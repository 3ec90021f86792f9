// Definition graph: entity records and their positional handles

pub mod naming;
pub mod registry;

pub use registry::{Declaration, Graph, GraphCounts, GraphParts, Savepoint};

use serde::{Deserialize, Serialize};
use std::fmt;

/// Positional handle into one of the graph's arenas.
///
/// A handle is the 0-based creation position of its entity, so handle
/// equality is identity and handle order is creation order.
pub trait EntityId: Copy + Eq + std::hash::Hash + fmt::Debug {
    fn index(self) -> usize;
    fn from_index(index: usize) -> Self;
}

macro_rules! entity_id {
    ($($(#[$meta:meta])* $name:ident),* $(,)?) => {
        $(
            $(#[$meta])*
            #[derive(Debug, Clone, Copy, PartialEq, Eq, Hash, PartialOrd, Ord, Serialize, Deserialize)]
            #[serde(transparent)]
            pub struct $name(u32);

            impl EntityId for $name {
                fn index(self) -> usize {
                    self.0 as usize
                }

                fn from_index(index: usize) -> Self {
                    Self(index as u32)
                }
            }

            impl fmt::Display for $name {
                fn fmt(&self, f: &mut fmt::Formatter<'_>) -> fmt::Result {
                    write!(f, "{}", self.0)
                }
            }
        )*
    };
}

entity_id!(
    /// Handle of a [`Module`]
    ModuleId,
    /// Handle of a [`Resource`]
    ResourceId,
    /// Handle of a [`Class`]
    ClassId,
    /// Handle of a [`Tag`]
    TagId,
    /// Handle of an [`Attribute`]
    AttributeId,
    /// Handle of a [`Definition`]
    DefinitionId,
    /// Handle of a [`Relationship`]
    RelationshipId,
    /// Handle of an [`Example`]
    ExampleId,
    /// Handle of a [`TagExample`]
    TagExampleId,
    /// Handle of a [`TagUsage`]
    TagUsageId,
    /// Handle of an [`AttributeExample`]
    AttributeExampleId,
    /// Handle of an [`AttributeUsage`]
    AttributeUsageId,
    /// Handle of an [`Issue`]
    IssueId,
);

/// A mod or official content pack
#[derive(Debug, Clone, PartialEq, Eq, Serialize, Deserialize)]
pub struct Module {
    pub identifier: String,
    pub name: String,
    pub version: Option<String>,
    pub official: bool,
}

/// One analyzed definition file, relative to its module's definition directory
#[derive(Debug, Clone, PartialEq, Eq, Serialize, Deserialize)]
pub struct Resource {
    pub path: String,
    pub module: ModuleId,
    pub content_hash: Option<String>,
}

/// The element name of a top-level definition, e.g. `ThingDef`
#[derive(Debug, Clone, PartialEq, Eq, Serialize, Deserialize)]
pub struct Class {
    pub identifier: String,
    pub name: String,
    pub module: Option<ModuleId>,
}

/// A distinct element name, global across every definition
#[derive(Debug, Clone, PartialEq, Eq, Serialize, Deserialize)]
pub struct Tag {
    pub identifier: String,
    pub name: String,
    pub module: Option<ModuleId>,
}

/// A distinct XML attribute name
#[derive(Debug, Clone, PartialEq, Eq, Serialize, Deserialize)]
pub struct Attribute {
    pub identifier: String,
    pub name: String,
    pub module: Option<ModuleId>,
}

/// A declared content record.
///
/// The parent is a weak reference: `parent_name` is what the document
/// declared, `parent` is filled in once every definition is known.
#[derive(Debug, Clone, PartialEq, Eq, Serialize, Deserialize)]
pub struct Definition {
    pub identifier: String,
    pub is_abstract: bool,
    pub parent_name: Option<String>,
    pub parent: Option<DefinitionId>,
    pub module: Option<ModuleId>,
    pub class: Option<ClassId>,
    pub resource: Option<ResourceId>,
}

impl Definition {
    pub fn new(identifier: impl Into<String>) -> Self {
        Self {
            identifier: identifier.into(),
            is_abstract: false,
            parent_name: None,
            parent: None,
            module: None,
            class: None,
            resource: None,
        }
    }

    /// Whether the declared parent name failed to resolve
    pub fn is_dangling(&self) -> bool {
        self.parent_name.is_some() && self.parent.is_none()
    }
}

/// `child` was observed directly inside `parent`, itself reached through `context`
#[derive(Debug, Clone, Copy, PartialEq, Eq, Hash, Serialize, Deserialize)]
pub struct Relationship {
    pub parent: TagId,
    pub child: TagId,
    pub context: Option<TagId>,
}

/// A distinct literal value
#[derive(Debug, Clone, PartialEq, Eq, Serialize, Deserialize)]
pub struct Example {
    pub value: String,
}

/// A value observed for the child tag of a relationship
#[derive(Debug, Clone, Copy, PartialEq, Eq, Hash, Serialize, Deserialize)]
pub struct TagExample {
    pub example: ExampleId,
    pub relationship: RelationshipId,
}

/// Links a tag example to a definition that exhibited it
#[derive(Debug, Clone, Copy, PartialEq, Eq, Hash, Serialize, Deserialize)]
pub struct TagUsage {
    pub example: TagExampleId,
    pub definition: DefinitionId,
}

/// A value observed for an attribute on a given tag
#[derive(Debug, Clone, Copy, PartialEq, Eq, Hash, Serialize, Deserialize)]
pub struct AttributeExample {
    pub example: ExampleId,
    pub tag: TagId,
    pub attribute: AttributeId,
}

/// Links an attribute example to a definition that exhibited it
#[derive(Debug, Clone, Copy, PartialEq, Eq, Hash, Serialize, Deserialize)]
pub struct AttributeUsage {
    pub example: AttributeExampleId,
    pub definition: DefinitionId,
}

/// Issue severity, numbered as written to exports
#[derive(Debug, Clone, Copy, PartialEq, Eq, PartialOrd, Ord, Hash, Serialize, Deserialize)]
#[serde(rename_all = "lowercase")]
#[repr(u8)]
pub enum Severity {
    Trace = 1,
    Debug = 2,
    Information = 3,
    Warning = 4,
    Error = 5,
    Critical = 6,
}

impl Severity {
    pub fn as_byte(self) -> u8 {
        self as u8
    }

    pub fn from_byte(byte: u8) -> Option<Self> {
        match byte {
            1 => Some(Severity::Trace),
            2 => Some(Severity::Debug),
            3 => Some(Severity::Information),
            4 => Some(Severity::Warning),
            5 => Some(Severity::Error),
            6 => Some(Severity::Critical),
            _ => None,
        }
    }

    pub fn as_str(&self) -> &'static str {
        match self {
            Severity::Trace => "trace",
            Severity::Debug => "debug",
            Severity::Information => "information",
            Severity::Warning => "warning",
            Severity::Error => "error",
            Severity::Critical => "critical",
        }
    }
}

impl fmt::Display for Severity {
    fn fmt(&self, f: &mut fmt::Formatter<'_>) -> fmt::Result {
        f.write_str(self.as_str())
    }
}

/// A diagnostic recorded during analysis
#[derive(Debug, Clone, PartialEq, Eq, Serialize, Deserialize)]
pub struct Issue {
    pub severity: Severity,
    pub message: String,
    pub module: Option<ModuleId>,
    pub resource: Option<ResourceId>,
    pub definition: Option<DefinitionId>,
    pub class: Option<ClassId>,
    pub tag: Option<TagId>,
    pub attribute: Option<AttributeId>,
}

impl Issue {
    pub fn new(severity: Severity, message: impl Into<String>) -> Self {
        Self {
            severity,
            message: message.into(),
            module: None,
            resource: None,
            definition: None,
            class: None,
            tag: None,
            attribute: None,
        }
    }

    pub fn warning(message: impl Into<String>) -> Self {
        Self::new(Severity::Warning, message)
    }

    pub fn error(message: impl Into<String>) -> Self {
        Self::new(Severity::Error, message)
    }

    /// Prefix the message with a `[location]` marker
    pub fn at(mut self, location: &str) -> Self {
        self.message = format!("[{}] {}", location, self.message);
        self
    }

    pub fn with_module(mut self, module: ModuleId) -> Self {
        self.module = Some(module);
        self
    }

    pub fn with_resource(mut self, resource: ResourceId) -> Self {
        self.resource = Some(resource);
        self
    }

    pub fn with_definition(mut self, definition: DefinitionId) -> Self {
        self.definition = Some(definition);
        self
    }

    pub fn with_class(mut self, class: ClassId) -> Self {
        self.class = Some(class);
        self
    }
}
::::
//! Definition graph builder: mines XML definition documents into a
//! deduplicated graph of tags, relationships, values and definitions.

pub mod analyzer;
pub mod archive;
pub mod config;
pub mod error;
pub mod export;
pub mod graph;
::::
THE TASK>
Tally the lines in the data that contain the string "RelationshipId". Report only the total.

WRITTEN SOLUTION>
2